## TASK DETAILS
Write out exactly the lines from the one containing "fn notify_one(listener: &Arc<dyn" through the last line of the records below, including both.
__________
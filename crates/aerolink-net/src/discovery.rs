//! Broadcast device discovery
//!
//! A scan opens one broadcast endpoint per eligible interface, probes
//! `{"t":"scan"}` at the device port, and folds every `dev` reply into an
//! ordered known-device list. Registered listeners hear about new devices
//! and address changes; a late-added listener is replayed the full set.

use std::net::{IpAddr, SocketAddr};
use std::panic::{catch_unwind, AssertUnwindSafe};
use std::sync::Arc;
use std::time::Duration;

use aerolink_core::cipher::{Cipher, CipherKind};
use aerolink_core::device_info::{DeviceInfo, DEVICE_PORT};
use aerolink_core::envelope::{scan_probe, DevPack, Packet};
use parking_lot::RwLock;
use thiserror::Error;
use tokio::sync::mpsc;
use tokio::task::JoinSet;
use tokio::time::{timeout_at, Instant};
use tracing::{debug, info, warn};

use crate::interfaces::{broadcast_interfaces, IpInterface};
use crate::transport::{DatagramEndpoint, TransportError, DEFAULT_SEND_TIMEOUT};

/// Discovery errors
#[derive(Debug, Error)]
pub enum DiscoveryError {
    #[error("no eligible interfaces for scan")]
    NoInterfaces,
    #[error("transport error: {0}")]
    Transport(#[from] TransportError),
}

/// Observer of discovery results
pub trait DiscoveryListener: Send + Sync {
    /// A device was seen for the first time
    fn device_found(&self, device: &DeviceInfo);
    /// A known device reappeared at a new address
    fn device_update(&self, device: &DeviceInfo);
}

/// Discovery tuning knobs
#[derive(Clone, Copy, Debug)]
pub struct DiscoveryOptions {
    /// Per-send gate on scan probes
    pub io_timeout: Duration,
    /// Include loopback interfaces when enumerating
    pub allow_loopback: bool,
    /// Cipher scheme used to open scan replies
    pub cipher: CipherKind,
    /// Device port to probe; real units are fixed at 7000
    pub port: u16,
}

impl Default for DiscoveryOptions {
    fn default() -> Self {
        Self {
            io_timeout: DEFAULT_SEND_TIMEOUT,
            allow_loopback: false,
            cipher: CipherKind::V1,
            port: DEVICE_PORT,
        }
    }
}

#[derive(Clone, Copy)]
enum ListenerEvent {
    Found,
    Updated,
}

/// Discovery engine with listener fan-out
pub struct Discovery {
    options: DiscoveryOptions,
    devices: RwLock<Vec<DeviceInfo>>,
    listeners: RwLock<Vec<Arc<dyn DiscoveryListener>>>,
}

impl Default for Discovery {
    fn default() -> Self {
        Self::new(DiscoveryOptions::default())
    }
}

impl Discovery {
    pub fn new(options: DiscoveryOptions) -> Self {
        Self {
            options,
            devices: RwLock::new(Vec::new()),
            listeners: RwLock::new(Vec::new()),
        }
    }

    /// Snapshot of every device seen so far, in arrival order
    pub fn devices(&self) -> Vec<DeviceInfo> {
        self.devices.read().clone()
    }

    /// Register a listener and replay the known set to it
    pub fn add_listener(&self, listener: Arc<dyn DiscoveryListener>) {
        self.listeners.write().push(listener.clone());
        let known = self.devices.read().clone();
        for device in &known {
            notify_one(&listener, ListenerEvent::Found, device);
        }
    }

    /// Unregister a listener; unknown listeners are ignored
    pub fn remove_listener(&self, listener: &Arc<dyn DiscoveryListener>) {
        self.listeners
            .write()
            .retain(|registered| !Arc::ptr_eq(registered, listener));
    }

    /// Scan every eligible local interface for `wait`
    pub async fn scan(&self, wait: Duration) -> Result<Vec<DeviceInfo>, DiscoveryError> {
        let interfaces = broadcast_interfaces(self.options.allow_loopback);
        self.scan_interfaces(wait, &interfaces).await
    }

    /// Scan an explicit set of interfaces for `wait`
    pub async fn scan_interfaces(
        &self,
        wait: Duration,
        interfaces: &[IpInterface],
    ) -> Result<Vec<DeviceInfo>, DiscoveryError> {
        if interfaces.is_empty() {
            return Err(DiscoveryError::NoInterfaces);
        }
        info!(interfaces = interfaces.len(), "starting discovery scan");

        let (tx, mut rx) = mpsc::channel(64);
        let mut receivers = JoinSet::new();
        for iface in interfaces {
            let endpoint = match self.open_scanner(iface).await {
                Ok(endpoint) => endpoint,
                Err(err) => {
                    // One unusable interface must not sink the scan
                    warn!(ip = %iface.ip, error = %err, "skipping scan interface");
                    continue;
                }
            };
            receivers.spawn(collect_responses(endpoint, tx.clone()));
        }
        drop(tx);

        let deadline = Instant::now() + wait;
        loop {
            match timeout_at(deadline, rx.recv()).await {
                Err(_) | Ok(None) => break,
                Ok(Some((packet, addr))) => self.handle_scan_response(&packet, addr),
            }
        }
        receivers.abort_all();

        let devices = self.devices();
        info!(devices = devices.len(), "discovery scan complete");
        Ok(devices)
    }

    async fn open_scanner(&self, iface: &IpInterface) -> Result<DatagramEndpoint, TransportError> {
        let mut endpoint = DatagramEndpoint::broadcast(iface.ip, self.options.io_timeout)?;
        endpoint.set_cipher(Cipher::generic(self.options.cipher));
        let target = SocketAddr::new(IpAddr::V4(iface.broadcast), self.options.port);
        debug!(%target, "sending scan probe");
        endpoint.send_raw(scan_probe(), target).await?;
        Ok(endpoint)
    }

    /// Fold one scan reply into the known-device list
    fn handle_scan_response(&self, packet: &Packet, addr: SocketAddr) {
        let Some(pack) = &packet.pack else {
            return;
        };
        if packet.inner_kind() != Some("dev") {
            warn!(from = %addr, kind = ?packet.inner_kind(), "unexpected scan reply kind");
            return;
        }
        let dev = match DevPack::from_value(pack) {
            Ok(dev) => dev,
            Err(err) => {
                warn!(from = %addr, error = %err, "malformed dev pack");
                return;
            }
        };
        let IpAddr::V4(ip) = addr.ip() else {
            return;
        };
        let device = DeviceInfo::new(
            ip,
            addr.port(),
            dev.device_id(),
            nonempty(&dev.name),
            nonempty(&dev.brand),
            nonempty(&dev.model),
            nonempty(&dev.ver),
        );

        let event = {
            let mut devices = self.devices.write();
            match devices.iter_mut().find(|known| **known == device) {
                Some(known) if known.ip() == device.ip() => None,
                Some(known) => {
                    info!(device = %device, previous = %known.ip(), "device address changed");
                    *known = device.clone();
                    Some(ListenerEvent::Updated)
                }
                None => {
                    info!(device = %device, "found device");
                    devices.push(device.clone());
                    Some(ListenerEvent::Found)
                }
            }
        };
        if let Some(event) = event {
            let listeners = self.listeners.read().clone();
            for listener in &listeners {
                notify_one(listener, event, &device);
            }
        }
    }
}

/// Pump one scan endpoint into the collector channel
async fn collect_responses(endpoint: DatagramEndpoint, tx: mpsc::Sender<(Packet, SocketAddr)>) {
    loop {
        match endpoint.recv().await {
            Ok(response) => {
                if tx.send(response).await.is_err() {
                    break;
                }
            }
            Err(TransportError::Io(err)) => {
                warn!(error = %err, "scan receiver closed");
                break;
            }
            Err(err) => debug!(error = %err, "discarding undecodable scan reply"),
        }
    }
}

/// One listener, one event; panics are logged, never propagated
fn notify_one(listener: &Arc<dyn DiscoveryListener>, event: ListenerEvent, device: &DeviceInfo) {
    let outcome = catch_unwind(AssertUnwindSafe(|| match event {
        ListenerEvent::Found => listener.device_found(device),
        ListenerEvent::Updated => listener.device_update(device),
    }));
    if outcome.is_err() {
        warn!(device = %device, "discovery listener panicked");
    }
}

fn nonempty(text: &str) -> Option<&str> {
    (!text.is_empty()).then_some(text)
}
__________
## ANSWER FOR THIS EXERCISE
fn notify_one(listener: &Arc<dyn DiscoveryListener>, event: ListenerEvent, device: &DeviceInfo) {
    let outcome = catch_unwind(AssertUnwindSafe(|| match event {
        ListenerEvent::Found => listener.device_found(device),
        ListenerEvent::Updated => listener.device_update(device),
    }));
    if outcome.is_err() {
        warn!(device = %device, "discovery listener panicked");
    }
}

fn nonempty(text: &str) -> Option<&str> {
    (!text.is_empty()).then_some(text)
}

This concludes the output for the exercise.